__Brief__.
Going down the data below, set down exactly the line with "filename crates/habit_core/src/logging.rs" and each line after it through the line with "destination is rejected."; no other lines.

(Dataset entries)
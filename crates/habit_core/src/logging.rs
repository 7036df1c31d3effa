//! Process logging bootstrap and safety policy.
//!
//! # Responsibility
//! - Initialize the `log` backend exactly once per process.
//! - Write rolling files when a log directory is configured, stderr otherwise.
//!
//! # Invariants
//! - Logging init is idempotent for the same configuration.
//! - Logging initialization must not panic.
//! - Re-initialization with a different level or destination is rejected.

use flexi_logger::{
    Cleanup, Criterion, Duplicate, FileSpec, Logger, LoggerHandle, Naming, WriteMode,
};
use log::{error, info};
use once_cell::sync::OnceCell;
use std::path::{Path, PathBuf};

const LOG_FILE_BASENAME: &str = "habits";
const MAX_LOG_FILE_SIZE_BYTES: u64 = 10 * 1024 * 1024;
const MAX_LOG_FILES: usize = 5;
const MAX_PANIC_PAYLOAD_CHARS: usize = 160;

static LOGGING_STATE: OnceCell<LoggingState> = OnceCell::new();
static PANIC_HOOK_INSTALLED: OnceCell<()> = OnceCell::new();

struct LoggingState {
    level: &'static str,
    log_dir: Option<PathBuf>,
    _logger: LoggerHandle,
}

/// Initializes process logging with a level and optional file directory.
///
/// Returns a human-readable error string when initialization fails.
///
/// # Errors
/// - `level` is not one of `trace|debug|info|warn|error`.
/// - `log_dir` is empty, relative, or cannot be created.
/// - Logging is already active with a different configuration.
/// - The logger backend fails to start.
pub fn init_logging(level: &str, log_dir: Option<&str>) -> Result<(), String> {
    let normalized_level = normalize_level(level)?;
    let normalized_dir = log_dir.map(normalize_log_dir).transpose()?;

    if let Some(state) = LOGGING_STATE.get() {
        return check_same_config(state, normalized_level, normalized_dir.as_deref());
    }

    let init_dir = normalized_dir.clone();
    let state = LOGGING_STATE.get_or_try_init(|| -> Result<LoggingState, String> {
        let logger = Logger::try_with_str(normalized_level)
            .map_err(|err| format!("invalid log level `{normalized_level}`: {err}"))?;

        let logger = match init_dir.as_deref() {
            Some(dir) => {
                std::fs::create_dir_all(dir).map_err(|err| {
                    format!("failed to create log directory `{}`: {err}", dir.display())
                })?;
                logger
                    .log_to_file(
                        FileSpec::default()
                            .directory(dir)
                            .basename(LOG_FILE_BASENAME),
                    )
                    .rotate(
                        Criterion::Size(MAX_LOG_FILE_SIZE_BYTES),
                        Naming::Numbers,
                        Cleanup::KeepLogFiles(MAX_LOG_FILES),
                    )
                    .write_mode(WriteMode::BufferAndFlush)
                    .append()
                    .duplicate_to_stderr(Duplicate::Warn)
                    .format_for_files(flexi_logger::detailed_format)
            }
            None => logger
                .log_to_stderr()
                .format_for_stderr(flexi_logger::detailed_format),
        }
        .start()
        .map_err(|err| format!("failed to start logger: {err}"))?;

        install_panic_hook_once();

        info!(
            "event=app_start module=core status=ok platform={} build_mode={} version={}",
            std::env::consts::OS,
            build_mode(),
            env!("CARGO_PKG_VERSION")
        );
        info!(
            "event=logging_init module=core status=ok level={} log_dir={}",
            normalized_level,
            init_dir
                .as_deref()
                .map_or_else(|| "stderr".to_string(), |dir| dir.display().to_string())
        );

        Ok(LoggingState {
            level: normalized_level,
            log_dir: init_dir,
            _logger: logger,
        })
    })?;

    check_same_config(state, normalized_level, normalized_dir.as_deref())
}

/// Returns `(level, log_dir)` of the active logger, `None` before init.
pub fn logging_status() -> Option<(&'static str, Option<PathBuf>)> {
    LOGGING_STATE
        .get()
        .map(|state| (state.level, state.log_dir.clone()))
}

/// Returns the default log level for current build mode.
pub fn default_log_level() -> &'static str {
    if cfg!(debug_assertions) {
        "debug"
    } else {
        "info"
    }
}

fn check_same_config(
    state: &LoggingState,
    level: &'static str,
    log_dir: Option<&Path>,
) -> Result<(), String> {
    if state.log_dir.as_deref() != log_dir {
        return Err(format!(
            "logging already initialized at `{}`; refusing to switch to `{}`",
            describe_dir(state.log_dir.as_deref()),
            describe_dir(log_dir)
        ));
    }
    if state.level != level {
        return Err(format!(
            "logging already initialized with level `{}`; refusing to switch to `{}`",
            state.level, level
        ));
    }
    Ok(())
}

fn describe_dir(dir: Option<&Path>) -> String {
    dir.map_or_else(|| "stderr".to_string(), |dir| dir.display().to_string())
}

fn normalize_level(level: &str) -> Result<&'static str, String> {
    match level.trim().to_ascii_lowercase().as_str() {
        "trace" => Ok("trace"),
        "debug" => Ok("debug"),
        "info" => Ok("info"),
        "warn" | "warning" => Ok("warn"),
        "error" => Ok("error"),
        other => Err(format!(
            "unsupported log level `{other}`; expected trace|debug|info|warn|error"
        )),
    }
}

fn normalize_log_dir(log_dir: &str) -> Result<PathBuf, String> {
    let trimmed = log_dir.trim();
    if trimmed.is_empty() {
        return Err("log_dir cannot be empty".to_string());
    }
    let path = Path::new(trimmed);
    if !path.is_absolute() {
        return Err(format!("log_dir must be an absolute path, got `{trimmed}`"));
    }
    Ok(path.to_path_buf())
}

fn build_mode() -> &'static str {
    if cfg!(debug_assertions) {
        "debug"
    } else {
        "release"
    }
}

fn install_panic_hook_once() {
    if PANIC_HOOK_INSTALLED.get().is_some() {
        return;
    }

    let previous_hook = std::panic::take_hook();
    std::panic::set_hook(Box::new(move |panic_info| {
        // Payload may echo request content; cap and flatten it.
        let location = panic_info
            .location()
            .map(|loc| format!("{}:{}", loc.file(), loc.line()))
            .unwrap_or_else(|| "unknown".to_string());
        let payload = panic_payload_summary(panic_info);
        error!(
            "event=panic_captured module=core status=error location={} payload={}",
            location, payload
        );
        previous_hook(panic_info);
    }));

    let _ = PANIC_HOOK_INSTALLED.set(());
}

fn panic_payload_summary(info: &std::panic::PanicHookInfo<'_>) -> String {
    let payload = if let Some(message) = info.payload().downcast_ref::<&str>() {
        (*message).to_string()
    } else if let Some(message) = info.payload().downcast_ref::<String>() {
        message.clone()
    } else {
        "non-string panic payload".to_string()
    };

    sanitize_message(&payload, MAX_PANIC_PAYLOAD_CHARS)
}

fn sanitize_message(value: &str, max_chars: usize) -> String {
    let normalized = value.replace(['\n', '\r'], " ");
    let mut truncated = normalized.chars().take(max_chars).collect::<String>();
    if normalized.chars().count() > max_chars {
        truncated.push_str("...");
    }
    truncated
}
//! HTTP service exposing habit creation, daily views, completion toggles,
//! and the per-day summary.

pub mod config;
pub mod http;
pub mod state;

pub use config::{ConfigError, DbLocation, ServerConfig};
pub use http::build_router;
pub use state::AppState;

---

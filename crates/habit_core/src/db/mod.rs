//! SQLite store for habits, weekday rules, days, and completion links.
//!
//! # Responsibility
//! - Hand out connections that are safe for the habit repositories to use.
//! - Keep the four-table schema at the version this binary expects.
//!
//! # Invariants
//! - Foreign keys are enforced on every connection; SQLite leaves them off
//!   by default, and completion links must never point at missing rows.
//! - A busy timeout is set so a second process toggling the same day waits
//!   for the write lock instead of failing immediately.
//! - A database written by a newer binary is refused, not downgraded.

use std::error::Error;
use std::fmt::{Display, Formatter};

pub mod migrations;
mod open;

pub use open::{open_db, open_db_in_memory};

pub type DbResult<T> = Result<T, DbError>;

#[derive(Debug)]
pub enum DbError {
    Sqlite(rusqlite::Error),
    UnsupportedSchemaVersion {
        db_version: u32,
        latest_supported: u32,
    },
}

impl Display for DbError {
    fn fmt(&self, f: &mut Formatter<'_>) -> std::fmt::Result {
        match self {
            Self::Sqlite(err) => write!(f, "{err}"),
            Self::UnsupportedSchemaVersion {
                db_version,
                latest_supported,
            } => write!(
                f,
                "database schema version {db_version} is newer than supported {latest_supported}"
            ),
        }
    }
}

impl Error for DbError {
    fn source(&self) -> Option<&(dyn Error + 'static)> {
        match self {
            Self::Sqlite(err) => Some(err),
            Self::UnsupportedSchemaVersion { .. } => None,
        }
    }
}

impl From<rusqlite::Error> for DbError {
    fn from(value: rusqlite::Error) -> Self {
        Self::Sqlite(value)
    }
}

__The answer__.
filename crates/habit_core/src/logging.rs
repository 7036df1c31d3effa
//! Process logging bootstrap and safety policy.
//!
//! # Responsibility
//! - Initialize the `log` backend exactly once per process.
//! - Write rolling files when a log directory is configured, stderr otherwise.
//!
//! # Invariants
//! - Logging init is idempotent for the same configuration.
//! - Logging initialization must not panic.
//! - Re-initialization with a different level or destination is rejected.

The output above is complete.